(Data excerpts)
----------
//! Time conversion helpers

use chrono;

/// Nanoseconds per second
pub const NANOS_PER_SECOND: i64 = 1_000_000_000;

/// Convert a duration into fractional seconds, or `None` if overflow
pub fn duration_to_seconds(duration: chrono::Duration) -> Option<f64> {
    duration
        .num_nanoseconds()
        .map(|ns| ns as f64 / NANOS_PER_SECOND as f64)
}

#[cfg(test)]
mod test {
    use super::*;

    #[test]
    fn test_duration_to_seconds() {
        assert_eq!(
            duration_to_seconds(chrono::Duration::seconds(2)),
            Some(2.0)
        );
        assert_eq!(
            duration_to_seconds(chrono::Duration::milliseconds(1500)),
            Some(1.5)
        );
        assert_eq!(
            duration_to_seconds(chrono::Duration::nanoseconds(-500_000_000)),
            Some(-0.5)
        );
    }
}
----------
* [THE PROBLEM] Set down the entries again exactly as they are.

* [EXERCISE RESPONSE]
//! Time conversion helpers

use chrono;

/// Nanoseconds per second
pub const NANOS_PER_SECOND: i64 = 1_000_000_000;

/// Convert a duration into fractional seconds, or `None` if overflow
pub fn duration_to_seconds(duration: chrono::Duration) -> Option<f64> {
    duration
        .num_nanoseconds()
        .map(|ns| ns as f64 / NANOS_PER_SECOND as f64)
}

#[cfg(test)]
mod test {
    use super::*;

    #[test]
    fn test_duration_to_seconds() {
        assert_eq!(
            duration_to_seconds(chrono::Duration::seconds(2)),
            Some(2.0)
        );
        assert_eq!(
            duration_to_seconds(chrono::Duration::milliseconds(1500)),
            Some(1.5)
        );
        assert_eq!(
            duration_to_seconds(chrono::Duration::nanoseconds(-500_000_000)),
            Some(-0.5)
        );
    }
}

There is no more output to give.